COA: GAL wrongly appointed in grandparent visitation dispute

A guardian ad litem should not have been appointed in a visitation dispute between a mother and her child’s grandfather after he was denied more than a year’s worth of visitations, the Court of Appeals of Indiana has ruled, remanding to determine if a modification of the parties’ agreement is in the child’s best interests.

Tiffany Shelton and her late husband, whose grandfather was Thomas M. Hayes, lived with Hayes for a portion of their marriage and after the couple had their first child. A few years later, Shelton’s husband died and she moved out of Hayes’ home with her child.

The mother and child then moved in with William Shelton, whom Tiffany married in June 2020 and adopted the child in March 2021.

When Hayes filed a subsequent petition for joint custody of the child, he and the mother came to an agreement about visitations, with Tiffany Shelton agreeing that Hayes was “entitled to grandparent visitation with the Child” and that those visits were in the child’s best interests.

The Lake Superior Court accepted the agreement as an order that Hayes would have four visits with the child per month, including one weekend session and video chats with the child up to three nights per week.

But by April 2021, Hayes filed a petition for contempt and motion to enforce after he alleged that the mother had “wholly failed and/or refused to comply with” the agreement, denying him 27 total weekday visits and 10 overnight visits.

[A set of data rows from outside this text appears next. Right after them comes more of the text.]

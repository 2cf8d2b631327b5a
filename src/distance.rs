//! Great-circle distance between geographic coordinates.
//!
//! All distances use the haversine formula on a sphere of radius 6371 km and
//! are returned in meters. Longitudes are not normalised to [-180, 180]
//! before the computation.

use geo::Point;
use geocluster_types::point::Geotagged;

/// Sphere radius used by every distance computation in this crate.
pub const EARTH_RADIUS_METERS: f64 = 6_371_000.0;

/// Calculate the distance in meters between two points given in decimal degrees.
///
/// # Examples
///
/// ```rust
/// use geocluster::distance::distance_between_coordinates;
///
/// let rome = (41.9028, 12.4964);
/// let milan = (45.4642, 9.1900);
/// let dist = distance_between_coordinates(rome.0, rome.1, milan.0, milan.1);
/// assert!(dist > 470_000.0 && dist < 490_000.0);
/// ```
pub fn distance_between_coordinates(lat1: f64, lon1: f64, lat2: f64, lon2: f64) -> f64 {
    let r_lat1 = lat1.to_radians();
    let r_lat2 = lat2.to_radians();
    let d_lat = r_lat2 - r_lat1;
    let d_lon = lon2.to_radians() - lon1.to_radians();

    let a = (d_lat / 2.0).sin().powi(2) + r_lat1.cos() * r_lat2.cos() * (d_lon / 2.0).sin().powi(2);
    let c = 2.0 * a.sqrt().asin();

    EARTH_RADIUS_METERS * c
}

/// Distance between two `geo` points (x = longitude, y = latitude).
pub fn distance_between_points(point1: &Point, point2: &Point) -> f64 {
    distance_between_coordinates(point1.y(), point1.x(), point2.y(), point2.x())
}

/// Distance between the positions of two geotagged items.
pub fn distance_between_media<A, B>(media1: &A, media2: &B) -> f64
where
    A: Geotagged + ?Sized,
    B: Geotagged + ?Sized,
{
    distance_between_coordinates(
        media1.latitude(),
        media1.longitude(),
        media2.latitude(),
        media2.longitude(),
    )
}

#[cfg(test)]
mod tests {
    use super::*;
    use geo::{Distance, Haversine};
    use geocluster_types::point::{Coordinates, MediaPoint};

    #[test]
    fn test_distance_to_self_is_zero() {
        assert_eq!(distance_between_coordinates(45.0, 9.0, 45.0, 9.0), 0.0);
        assert_eq!(distance_between_coordinates(-89.9, 179.9, -89.9, 179.9), 0.0);
    }

    #[test]
    fn test_distance_is_symmetric() {
        let d1 = distance_between_coordinates(40.7128, -74.0060, 34.0522, -118.2437);
        let d2 = distance_between_coordinates(34.0522, -118.2437, 40.7128, -74.0060);
        assert_eq!(d1, d2);
        // ~3,936 km on a 6371 km sphere
        assert!(d1 > 3_900_000.0 && d1 < 4_000_000.0);
    }

    #[test]
    fn test_distance_grows_along_meridian() {
        let mut last = 0.0;
        for step in 1..=90 {
            let d = distance_between_coordinates(0.0, 0.0, step as f64, 0.0);
            assert!(d > last);
            last = d;
        }
    }

    #[test]
    fn test_one_degree_of_latitude() {
        let d = distance_between_coordinates(0.0, 0.0, 1.0, 0.0);
        let expected = EARTH_RADIUS_METERS * 1.0_f64.to_radians();
        assert!((d - expected).abs() < 1e-6);
    }

    #[test]
    fn test_agrees_with_geo_haversine() {
        // geo uses the IUGG mean radius (6371008.8 m), so allow a small relative gap
        let p1 = Point::new(12.4964, 41.9028);
        let p2 = Point::new(9.1900, 45.4642);
        let ours = distance_between_points(&p1, &p2);
        let theirs = Haversine.distance(p1, p2);
        assert!(((ours - theirs) / theirs).abs() < 1e-5);
    }

    #[test]
    fn test_distance_between_media() {
        let a = MediaPoint::new(10.0, 20.0, "a");
        let b = Coordinates::new(10.00001, 20.00001);
        let d = distance_between_media(&a, &b);
        assert!(d > 0.0 && d < 2.0);
    }
}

The Sheltons sought to modify the visitation agreement, claiming that a substantial change of circumstances had taken place and that visits were no longer in the child’s best interest. The trial court granted Hayes’ request for a guardian ad litem, who in turn suggested that the agreement should remain as is. The GAL also found that child “wants to see” Hayes and that “the prospect of not seeing [Grandfather] made him very sad, very quickly.”

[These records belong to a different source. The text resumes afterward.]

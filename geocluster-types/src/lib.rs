//! # geocluster-types
//!
//! Core data types shared by the geocluster clustering and geocoding code.
//!
//! - **Point types**: `Coordinates`, `MediaPoint` and the `Geotagged` trait
//! - **Cluster types**: `Cluster`, a group of media with a running-mean center
//! - **Place types**: `PlaceRecord` and `Feature`, decoded geocoder results
//!
//! All types are serializable with Serde and convert to and from the `geo`
//! crate's `Point`.
//!
//! ## Examples
//!
//! ```rust
//! use geocluster_types::cluster::Cluster;
//! use geocluster_types::point::MediaPoint;
//!
//! let mut cluster = Cluster::new(MediaPoint::new(45.0, 9.0, "a.jpg"));
//! cluster.push(MediaPoint::new(45.0002, 9.0002, "b.jpg"));
//! assert_eq!(cluster.len(), 2);
//! ```

pub mod cluster;
pub mod place;
pub mod point;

The motion to modify was ultimately denied and the mother was found in contempt for violating her obligations under the agreement, while Hayes was granted 10 overnight visits with the child as “make-up visitation.”

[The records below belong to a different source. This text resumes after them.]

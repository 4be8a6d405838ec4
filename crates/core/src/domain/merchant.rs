use secrecy::SecretString;

use crate::domain::conversation::MerchantId;
use crate::domain::session::BusinessIdentity;

/// Per-merchant switches for how the assistant answers customers.
#[derive(Clone, Debug, PartialEq, Eq)]
pub struct BotSettings {
    pub ai_reply_enabled: bool,
    /// Order workflow plus free-form model replies.
    pub hybrid_mode: bool,
    /// Model replies restricted to the merchant's FAQ content.
    pub faq_only_mode: bool,
    pub reply_delay_secs: u64,
}

impl Default for BotSettings {
    fn default() -> Self {
        Self {
            ai_reply_enabled: true,
            hybrid_mode: true,
            faq_only_mode: false,
            reply_delay_secs: 0,
        }
    }
}

#[derive(Clone, Debug)]
pub struct MerchantProfile {
    pub id: MerchantId,
    pub business_name: String,
    pub business_address: Option<String>,
    pub business_phone: Option<String>,
    pub delivery_policy: String,
    pub page_access_token: SecretString,
    pub settings: BotSettings,
    pub subscription_active: bool,
}

impl MerchantProfile {
    pub fn identity(&self) -> BusinessIdentity {
        BusinessIdentity {
            address: self.business_address.clone(),
            phone: self.business_phone.clone(),
        }
    }

    pub fn replies_allowed(&self) -> bool {
        self.subscription_active && self.settings.ai_reply_enabled
    }
}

The Court of Appeals affirmed in part and reversed in part in Tiffany M. Shelton and William M. Shelton v. Thomas M. Hayes, 22A-MI-120, disagreeing with the GAL appointment.  

The appellate court held that because neither the Grandparent Visitation Act nor the statute authorizing the appointment of a GAL provides for such in a grandparent-visitation proceeding, a grandparent cannot therefore request, and a court cannot appoint, a GAL in such proceedings over the objection of a party.

“As such, the trial court erred when it granted Grandfather’s motion and appointed a GAL,” Judge Edward Najam wrote, noting that many of the court’s findings mirror the GAL’s reports or testimony.

The COA also reversed the trial court’s order and remanded for the court to disregard the GAL’s reports and testimony.

“The court may then consider the other evidence previously presented by the parties and, in the court’s discretion, may interview Child in chambers, to determine whether a modification of the Agreement is in Child’s best interests,” Najam wrote.

The COA also disagreed with the parents’ assertion that the holdings in J.B. v. R.C. (In re Adoption of A.A.) 51 N.E.3d 380, 384 (Ind. Ct. App. 2016), trans. denied and Schenkel v. Gaunt (In re Visitation of J.D.G.), 756 N.E.2d 509, 512 (Ind. Ct. App. 2001) were “decided incorrectly” and that those cases elevate the status of grandparents to that of a parent and violate parents’ fundamental rights to raise their children.

In the case at hand, the COA concluded that the trial court properly placed the burden on the parents to prove that modification of the agreement was in the child’s best interests.

It further noted that the parents disregarded the fact that this is not an appeal from an initial grandparent visitation order and that the court did not fashion the agreement – the mother did.

“If Mother had not wanted Grandfather to see Child as often, she could have agreed to fewer days. But she did not,” Najam wrote. “As discussed above, it is Parents’ burden on remand to demonstrate that a modification of the Agreement is in Child’s best interests. If Parents meet that burden, it will be up to the court’s discretion to determine how to modify the Agreement. But if Parents do not meet their burden, then the court cannot modify the Agreement simply because it is no longer convenient for Parents.”

Lastly, the court found no issue with the granted 10 overnight visits, noting that those were visits to the grandfather that he was previously owed but denied.

“As a result, on remand, regardless of whether the court grants or denies Parents’ motion to modify the Agreement, the court’s sanction on the contempt finding was not improper,” the opinion concluded. “We therefore affirm that sanction.”